◆ Task description
Look through the data below for the line with "a virtual start", and transcribe it exactly together with each line after it up to and including the line with "for row in 1..=n". Give nothing else.

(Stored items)
==================================================

//! Victim-to-agent allocation strategies
//!
//! Both strategies read route costs from a [`CandidateTable`] that the coordinator fills in
//! parallel before the round starts, so a strategy never runs the planner itself.

use crate::agent::AgentId;
use crate::decision::CandidateCost;
use crate::error::Result;
use crate::planner::RoutePlan;
use crate::victim::VictimId;
use rustc_hash::FxHashMap;
use std::fmt;

/// Cost standing in for an impossible pairing in the assignment matrix
const INFEASIBLE: f64 = 1e12;

/// Costed candidate routes of one allocation round
#[derive(Debug, Default)]
pub struct CandidateTable {
    entries: FxHashMap<(VictimId, AgentId), Result<RoutePlan>>,
}

impl CandidateTable {
    pub fn insert(&mut self, victim: VictimId, agent: AgentId, route: Result<RoutePlan>) {
        self.entries.insert((victim, agent), route);
    }

    pub fn len(&self) -> usize {
        self.entries.len()
    }

    pub fn is_empty(&self) -> bool {
        self.entries.is_empty()
    }

    /// Route total for a feasible pairing
    pub fn cost(&self, victim: VictimId, agent: AgentId) -> Option<f64> {
        match self.entries.get(&(victim, agent)) {
            Some(Ok(plan)) => Some(plan.cost().total),
            _ => None,
        }
    }

    /// Bids of the given agents for a victim, for the decision log
    pub fn bids(&self, victim: VictimId, agents: &[AgentId]) -> Vec<CandidateCost> {
        agents
            .iter()
            .filter_map(|&agent| {
                self.entries.get(&(victim, agent)).map(|route| match route {
                    Ok(plan) => CandidateCost {
                        agent,
                        total: Some(plan.cost().total),
                        failure: None,
                    },
                    Err(err) => CandidateCost {
                        agent,
                        total: None,
                        failure: Some(err.to_string()),
                    },
                })
            })
            .collect()
    }

    pub(crate) fn take_plan(&mut self, victim: VictimId, agent: AgentId) -> Option<RoutePlan> {
        match self.entries.remove(&(victim, agent)) {
            Some(Ok(plan)) => Some(plan),
            _ => None,
        }
    }
}

/// A victim handed to an agent
#[derive(Debug, Clone, Copy, PartialEq, Eq)]
pub struct Assignment {
    pub victim: VictimId,
    pub agent: AgentId,
}

/// Pluggable allocation policy
pub trait AllocationStrategy: Send + Sync + fmt::Debug {
    fn name(&self) -> &'static str;

    /// Pair victims with agents
    ///
    /// `victims` is in priority order and `agents` in ascending id order. Returned
    /// assignments follow victim priority order and use each agent at most once.
    fn assign(&self, victims: &[VictimId], agents: &[AgentId], table: &CandidateTable) -> Vec<Assignment>;
}

/// Deterministic greedy auction
///
/// Each victim in priority order goes to the cheapest capable agent still in the pool
/// (ties to the lowest agent id), which then leaves the pool for the round.
#[derive(Debug, Clone, Copy, Default)]
pub struct GreedyAuction;

impl AllocationStrategy for GreedyAuction {
    fn name(&self) -> &'static str {
        "greedy"
    }

    fn assign(&self, victims: &[VictimId], agents: &[AgentId], table: &CandidateTable) -> Vec<Assignment> {
        let mut pool = agents.to_vec();
        let mut out = Vec::new();
        for &victim in victims {
            if pool.is_empty() {
                break;
            }
            let winner = pool
                .iter()
                .filter_map(|&agent| table.cost(victim, agent).map(|cost| (cost, agent)))
                .min_by(|a, b| a.0.total_cmp(&b.0).then_with(|| a.1.cmp(&b.1)));
            if let Some((_, agent)) = winner {
                pool.retain(|&a| a != agent);
                out.push(Assignment { victim, agent });
            }
        }
        out
    }
}

/// Minimum total cost assignment over the top-priority victims
///
/// Takes the `k` highest-priority victims that at least one agent can reach, where `k` is the
/// number of available agents, and solves the rectangular assignment problem exactly.
#[derive(Debug, Clone, Copy, Default)]
pub struct MinCostMatching;

impl AllocationStrategy for MinCostMatching {
    fn name(&self) -> &'static str {
        "min_cost_matching"
    }

    fn assign(&self, victims: &[VictimId], agents: &[AgentId], table: &CandidateTable) -> Vec<Assignment> {
        let top: Vec<VictimId> = victims
            .iter()
            .copied()
            .filter(|&v| agents.iter().any(|&a| table.cost(v, a).is_some()))
            .take(agents.len())
            .collect();
        if top.is_empty() {
            return Vec::new();
        }

        let matrix: Vec<Vec<f64>> = top
            .iter()
            .map(|&v| {
                agents
                    .iter()
                    .map(|&a| table.cost(v, a).unwrap_or(INFEASIBLE))
                    .collect()
            })
            .collect();

        hungarian(&matrix)
            .into_iter()
            .enumerate()
            .filter_map(|(row, col)| {
                let col = col?;
                (matrix[row][col] < INFEASIBLE).then_some(Assignment {
                    victim: top[row],
                    agent: agents[col],
                })
            })
            .collect()
    }
}

/// Hungarian algorithm (potentials form) for an `n × m` matrix with `n ≤ m`
///
/// Returns the column assigned to each row.
fn hungarian(cost: &[Vec<f64>]) -> Vec<Option<usize>> {
    let n = cost.len();
    let m = cost.first().map_or(0, Vec::len);
    if n == 0 || m < n {
        return vec![None; n];
    }

    // 1-based potentials; column 0 is a virtual start
    let mut u = vec![0.0_f64; n + 1];
    let mut v = vec![0.0_f64; m + 1];
    let mut owner = vec![0_usize; m + 1];
    let mut way = vec![0_usize; m + 1];

    for row in 1..=n {
        owner[0] = row;
        let mut col0 = 0;
        let mut min_slack = vec![f64::INFINITY; m + 1];
        let mut used = vec![false; m + 1];
        loop {
            used[col0] = true;
            let row0 = owner[col0];
            let mut delta = f64::INFINITY;
            let mut col1 = 0;
            for col in 1..=m {
                if used[col] {
                    continue;
                }
                let slack = cost[row0 - 1][col - 1] - u[row0] - v[col];
                if slack < min_slack[col] {
                    min_slack[col] = slack;
                    way[col] = col0;
                }
                if min_slack[col] < delta {
                    delta = min_slack[col];
                    col1 = col;
                }
            }
            for col in 0..=m {
                if used[col] {
                    u[owner[col]] += delta;
                    v[col] -= delta;
                } else {
                    min_slack[col] -= delta;
                }
            }
            col0 = col1;
            if owner[col0] == 0 {
                break;
            }
        }
        loop {
            let col1 = way[col0];
            owner[col0] = owner[col1];
            col0 = col1;
            if col0 == 0 {
                break;
            }
        }
    }

    let mut assignment = vec![None; n];
    for col in 1..=m {
        if owner[col] != 0 {
            assignment[owner[col] - 1] = Some(col - 1);
        }
    }
    assignment
}

#[cfg(test)]
mod tests {
    use super::*;
    use crate::agent::Mobility;
    use crate::error::PlanningError;
    use crate::grid::Coord;
    use crate::planner::{ObjectiveWeights, RouteCost};

    fn plan(agent: AgentId, total: f64) -> RoutePlan {
        RoutePlan {
            agent,
            target: Coord::new(0, 0),
            waypoints: vec![Coord::new(0, 0)],
            cost: RouteCost {
                total,
                ..RouteCost::default()
            },
            weights: ObjectiveWeights::risk_only(),
            risk_ceiling: 1.0,
            mobility: Mobility::Ground,
            departure_step: 0,
            wait_steps: 0,
            step_secs: 1.0,
            surface_revision: 0,
            valid: true,
            progress: 0,
        }
    }

    fn table(costs: &[(u32, u32, f64)]) -> CandidateTable {
        let mut table = CandidateTable::default();
        for &(v, a, c) in costs {
            table.insert(VictimId(v), AgentId(a), Ok(plan(AgentId(a), c)));
        }
        table
    }

    #[test]
    fn test_greedy_gives_top_victim_cheapest_agent() {
        let table = table(&[(1, 1, 5.0), (1, 2, 5.0), (2, 1, 3.0), (2, 2, 9.0)]);
        let victims = [VictimId(1), VictimId(2)];
        let agents = [AgentId(1), AgentId(2)];
        let out = GreedyAuction.assign(&victims, &agents, &table);
        assert_eq!(
            out,
            vec![
                Assignment { victim: VictimId(1), agent: AgentId(1) },
                Assignment { victim: VictimId(2), agent: AgentId(2) },
            ]
        );
    }

    #[test]
    fn test_greedy_skips_unreachable_victim() {
        let mut table = table(&[(2, 1, 4.0)]);
        table.insert(
            VictimId(1),
            AgentId(1),
            Err(PlanningError::NoPathFound {
                from: Coord::new(0, 0),
                to: Coord::new(1, 1),
            }),
        );
        let out = GreedyAuction.assign(&[VictimId(1), VictimId(2)], &[AgentId(1)], &table);
        assert_eq!(out, vec![Assignment { victim: VictimId(2), agent: AgentId(1) }]);

        let bids = table.bids(VictimId(1), &[AgentId(1)]);
        assert_eq!(bids[0].total, None);
        assert!(bids[0].failure.as_deref().unwrap().contains("no path"));
    }

    #[test]
    fn test_matching_beats_greedy_total() {
        // Greedy gives victim 1 to agent 1 (cost 1) forcing victim 2 onto agent 2 (cost 10)
        let table = table(&[(1, 1, 1.0), (1, 2, 2.0), (2, 1, 2.0), (2, 2, 10.0)]);
        let victims = [VictimId(1), VictimId(2)];
        let agents = [AgentId(1), AgentId(2)];

        let total = |out: &[Assignment]| -> f64 {
            out.iter().map(|a| table.cost(a.victim, a.agent).unwrap()).sum()
        };
        let greedy = GreedyAuction.assign(&victims, &agents, &table);
        let matched = MinCostMatching.assign(&victims, &agents, &table);
        assert_eq!(total(&greedy), 11.0);
        assert_eq!(total(&matched), 4.0);
        assert_eq!(matched[0], Assignment { victim: VictimId(1), agent: AgentId(2) });
    }

    #[test]
    fn test_matching_limits_to_top_k() {
        let table = table(&[(1, 1, 3.0), (2, 1, 1.0), (3, 1, 0.5)]);
        let out = MinCostMatching.assign(&[VictimId(1), VictimId(2), VictimId(3)], &[AgentId(1)], &table);
        assert_eq!(out, vec![Assignment { victim: VictimId(1), agent: AgentId(1) }]);
    }

    #[test]
    fn test_matching_leaves_infeasible_pairs_out() {
        let table = table(&[(1, 1, 3.0), (2, 1, 1.0)]);
        let out = MinCostMatching.assign(&[VictimId(1), VictimId(2)], &[AgentId(1), AgentId(2)], &table);
        assert_eq!(out.len(), 1);
    }

    #[test]
    fn test_hungarian_rectangular() {
        let cost = vec![vec![4.0, 1.0, 3.0], vec![2.0, 0.0, 5.0]];
        let assignment = hungarian(&cost);
        let total: f64 = assignment
            .iter()
            .enumerate()
            .map(|(r, c)| cost[r][c.unwrap()])
            .sum();
        assert_eq!(total, 3.0);
    }
}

==================================================

◆ Output of the task
    // 1-based potentials; column 0 is a virtual start
    let mut u = vec![0.0_f64; n + 1];
    let mut v = vec![0.0_f64; m + 1];
    let mut owner = vec![0_usize; m + 1];
    let mut way = vec![0_usize; m + 1];

    for row in 1..=n {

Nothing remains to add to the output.